The Crystal Cube is a mockumentary television pilot written by and starring Stephen Fry and Hugh Laurie, broadcast on 7 July 1983 on BBC2 at 22:10. The pilot was one of Fry and Laurie's first television appearances and the first show they had written themselves. However, the BBC chose not to take it to a full series, and Fry and Laurie did not get a chance to make their own programme for the BBC until 1989, when they produced their first full series of the more conventional sketch show A Bit of Fry and Laurie, after a pilot in 1987.

==Plot==
The Crystal Cube was a spoof science programme, based on shows such as Tomorrow's World. The show was hosted by Jackie Meld (Emma Thompson). In each episode, a different topic of science was to be discussed. In the pilot, it was genetics. Two guest scientists discussed the issue of genetics to a live studio audience and viewers at home. The scientists were Dr. Adrian Cowlacey (Fry), a practicing clinician at St. Thomas' Hospital, London, and Max Belhaven (Laurie) of the Bastard Institute in California. Cowlacey and Belhaven commented positively on the prospects that in the future, society would be divided into a genetic caste system with people divided into "Alphas", "Betas" and "Gammas" based on their genetic background (terminology used in Huxley's Brave New World). They also showed an example of a genetically engineered human, Gareth Gamma 0001 (Arthur Bostrom), who was designed to carry out menial tasks without complaint. The show later went into a debate between a member of clergy, The Bishop of Horley, The Very Reverend Previous Lockhort (John Savident) and Martin Bealey (Robbie Coltrane), an anti-communist journalist who claimed the Soviets were using genetics to invade Britain. However, Gareth interrupted the conversations and caused a riot. Cowlacey therefore was forced to end the show.

==Cast==
- Stephen Fry as Dr. Adrian Cowlacey / Various Roles
- Hugh Laurie as Max Belhaven / Various Roles
- Emma Thompson as Jackie Meld / Various roles
- Robbie Coltrane as Martin Bealey
- Fanny Carby as Gareth's Mother, Mrs. 0001
- Arthur Bostrom as Gareth, Gamma 0001
- Roy Heather as Gareth's Father, Mr. 0001
- John Savident as The Bishop of Horley, The Very Reverend Previous Lockhort
- Paul Shearer as Mike Liam

==Production==
The Crystal Cube was designed by the BBC to provide a pilot for Fry and Laurie, who after working in the ITV comedy series Alfresco were beginning to be seen as a double act. The show involves several members of the Alfresco cast, such as Thompson and Coltrane.

==Reception==
The BBC were not expecting that the show Fry and Laurie made would combine elements of science fiction and mockumentary, and as a result, the pilot was not commissioned into a series. Fry and Laurie did make later appearances in other BBC comedy shows such as The Young Ones and Blackadder. The BBC later gave Fry and Laurie a second opportunity and this resulted in A Bit of Fry and Laurie, first broadcast in 1987.
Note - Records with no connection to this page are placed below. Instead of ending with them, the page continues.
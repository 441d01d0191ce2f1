// ===============================
// src/scheduler.rs (periodic tasks)
// ===============================
//
// Three independent tickers share the target store and the mirror venue:
//   ingest    : fetch snapshot -> apply to store (failed fetch = empty snapshot)
//   reconcile : one pass per tick, spawned so a slow key never delays the next
//               tick (its key lock makes the next pass skip it instead)
//   sync      : optional periodic sync report through the notifier
// All of them stop at the next tick boundary once shutdown flips to true.
//
use std::sync::Arc;
use tokio::sync::{mpsc, watch};
use tokio::time::{interval, Duration, MissedTickBehavior};
use tracing::{debug, info, warn};

use crate::domain::Event;
use crate::engine::{PassReport, Reconciler};
use crate::errors::ReconcileError;
use crate::metrics::{MISS_STREAK, REPLAYS_IGNORED, SNAPSHOTS, SNAPSHOT_ROWS, TRACKED_KEYS};
use crate::notifier::NotifyHandle;
use crate::source::SnapshotProvider;
use crate::store::{KeyState, SnapshotDelta, TargetStore};

pub struct Ingestor {
    source: Arc<dyn SnapshotProvider>,
    store: Arc<TargetStore>,
    notify: NotifyHandle,
    journal: Option<mpsc::Sender<Event>>,
}

impl Ingestor {
    pub fn new(source: Arc<dyn SnapshotProvider>, store: Arc<TargetStore>, notify: NotifyHandle) -> Self {
        Self { source, store, notify, journal: None }
    }

    pub fn with_journal(mut self, tx: mpsc::Sender<Event>) -> Self {
        self.journal = Some(tx);
        self
    }

    /// One fetch + apply. A failed fetch feeds the miss counter exactly like
    /// an empty snapshot; the threshold is what keeps it from closing anything.
    pub async fn tick(&self) -> SnapshotDelta {
        let (rows, delta) = match self.source.fetch_open_positions().await {
            Ok(rows) => {
                SNAPSHOTS.with_label_values(&["ok"]).inc();
                SNAPSHOT_ROWS.set(rows.len() as i64);
                let delta = self.store.apply_snapshot(&rows);
                (rows.len(), delta)
            }
            Err(e) => {
                SNAPSHOTS.with_label_values(&["failed"]).inc();
                let err = ReconcileError::SnapshotFetchFailed(e.to_string());
                warn!(error = %err, "treating this tick as an empty snapshot");
                self.journal(Event::Note(err.to_string()));
                (0, self.store.apply_failed_fetch())
            }
        };

        for key in &delta.zeroed {
            self.notify.info(format!("position closed at source: {key}, closing mirror"));
        }
        if !delta.replays_ignored.is_empty() {
            REPLAYS_IGNORED.inc_by(delta.replays_ignored.len() as u64);
        }
        for key in &delta.replays_first_seen {
            self.notify.warn(format!("source still reports closed position {key}, not mirroring it"));
        }

        let mut tracked = 0;
        for (key, entry) in self.store.entries() {
            if entry.state() != KeyState::Zeroed {
                tracked += 1;
            }
            MISS_STREAK.with_label_values(&[&key.to_string()]).set(entry.miss_streak as i64);
        }
        TRACKED_KEYS.set(tracked);

        if !delta.is_empty() {
            debug!(changed = delta.changed.len(), zeroed = delta.zeroed.len(), "snapshot applied");
        }
        self.journal(Event::Snapshot {
            ts_ms: chrono::Utc::now().timestamp_millis(),
            rows,
            changed: delta.changed.clone(),
        });
        delta
    }

    fn journal(&self, ev: Event) {
        if let Some(tx) = &self.journal {
            let _ = tx.try_send(ev);
        }
    }
}

fn ticker(every: Duration) -> tokio::time::Interval {
    let mut t = interval(every);
    t.set_missed_tick_behavior(MissedTickBehavior::Skip);
    t
}

pub async fn run_ingest(ingestor: Arc<Ingestor>, every: Duration, mut shutdown: watch::Receiver<bool>) {
    let mut tick = ticker(every);
    loop {
        tokio::select! {
            _ = tick.tick() => { ingestor.tick().await; }
            _ = shutdown.changed() => break,
        }
    }
    info!("ingest loop stopped");
}

pub async fn run_reconcile(reconciler: Arc<Reconciler>, every: Duration, mut shutdown: watch::Receiver<bool>) {
    let mut tick = ticker(every);
    loop {
        tokio::select! {
            _ = tick.tick() => {
                let r = reconciler.clone();
                tokio::spawn(async move {
                    r.run_pass().await;
                });
            }
            _ = shutdown.changed() => break,
        }
    }
    info!("reconcile loop stopped");
}

pub async fn run_sync_report(
    reconciler: Arc<Reconciler>,
    notify: NotifyHandle,
    every: Duration,
    mut shutdown: watch::Receiver<bool>,
) {
    let mut tick = ticker(every);
    // lewati tick pertama (langsung fire saat start)
    tick.tick().await;
    loop {
        tokio::select! {
            _ = tick.tick() => {
                let report = reconciler.sync_report().await;
                info!(matched = report.matched, tracked = report.tracked, issues = report.issues.len(), "sync report");
                if report.issues.is_empty() {
                    notify.info(report.to_string());
                } else {
                    notify.warn(report.to_string());
                }
            }
            _ = shutdown.changed() => break,
        }
    }
    info!("sync report loop stopped");
}

/// Single ingest followed by a single pass (`--once`).
pub async fn run_once(ingestor: &Ingestor, reconciler: &Reconciler) -> PassReport {
    ingestor.tick().await;
    reconciler.run_pass().await
}

#[cfg(test)]
mod tests {
    use super::*;
    use crate::domain::{PosSide, PositionKey, SnapshotRow};
    use crate::notifier::Level;
    use crate::source::ScriptedSource;
    use rust_decimal_macros::dec;

    #[tokio::test]
    async fn failed_fetch_counts_as_a_miss() {
        let key = PositionKey::new("X", PosSide::Long);
        let source = Arc::new(ScriptedSource::new(vec![
            Ok(vec![SnapshotRow::new(key.clone(), dec!(5))]),
            Err("503".into()),
            Err("503".into()),
        ]));
        let store = Arc::new(TargetStore::new(2));
        let (notify, mut rx) = NotifyHandle::channel(8);
        let ing = Ingestor::new(source, store.clone(), notify);

        ing.tick().await;
        assert!(ing.tick().await.zeroed.is_empty());
        assert_eq!(store.get(&key).unwrap().state(), KeyState::Missing(1));
        assert_eq!(ing.tick().await.zeroed, vec![key]);
        let n = rx.try_recv().unwrap();
        assert!(n.text.contains("closed at source"));
    }

    #[tokio::test]
    async fn replay_warns_once_then_stays_quiet() {
        let key = PositionKey::new("X", PosSide::Long);
        let row = SnapshotRow::new(key.clone(), dec!(5)).with_opened_at("t1");
        let source = Arc::new(ScriptedSource::new(vec![Ok(vec![row.clone()]), Ok(vec![]), Ok(vec![row])]));
        let store = Arc::new(TargetStore::new(1));
        let (notify, mut rx) = NotifyHandle::channel(8);
        let ing = Ingestor::new(source, store, notify);

        ing.tick().await;
        ing.tick().await;
        assert!(rx.try_recv().unwrap().text.contains("closed at source"));

        // the script keeps replaying its last snapshot
        for _ in 0..3 {
            assert_eq!(ing.tick().await.replays_ignored, vec![key.clone()]);
        }
        let n = rx.try_recv().unwrap();
        assert_eq!(n.level, Level::Warn);
        assert!(n.text.contains("not mirroring"));
        assert!(rx.try_recv().is_err());
    }

    #[tokio::test]
    async fn failed_fetch_is_journaled_as_a_note() {
        let source = Arc::new(ScriptedSource::new(vec![Err("timeout".into()), Ok(vec![])]));
        let store = Arc::new(TargetStore::new(3));
        let (notify, _rx) = NotifyHandle::channel(8);
        let (tx, mut journal) = mpsc::channel(8);
        let ing = Ingestor::new(source, store, notify).with_journal(tx);

        ing.tick().await;
        match journal.try_recv().unwrap() {
            Event::Note(text) => assert!(text.contains("timeout")),
            other => panic!("expected a note, got {other:?}"),
        }
        assert!(matches!(journal.try_recv().unwrap(), Event::Snapshot { rows: 0, .. }));
    }

    #[tokio::test]
    async fn loops_stop_on_shutdown() {
        let source = Arc::new(ScriptedSource::new(vec![]));
        let store = Arc::new(TargetStore::new(3));
        let (notify, _rx) = NotifyHandle::channel(8);
        let ing = Arc::new(Ingestor::new(source, store, notify));
        let (tx, rx) = watch::channel(false);
        let task = tokio::spawn(run_ingest(ing, Duration::from_millis(5), rx));
        tokio::time::sleep(Duration::from_millis(20)).await;
        tx.send(true).unwrap();
        tokio::time::timeout(Duration::from_secs(1), task).await.unwrap().unwrap();
    }
}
One joke from The Crystal Cube is reused in A Bit of Fry and Laurie. In The Crystal Cube, Harris Edgley-Woad, a fictional early genetics pioneer, was said to have been born in a working-class home that his parents had built for him in the grounds of their Gloucestershire estate. This joke reappears in the last episode of the second series of A Bit of Fry and Laurie, but instead it is Laurie who was born in such a house.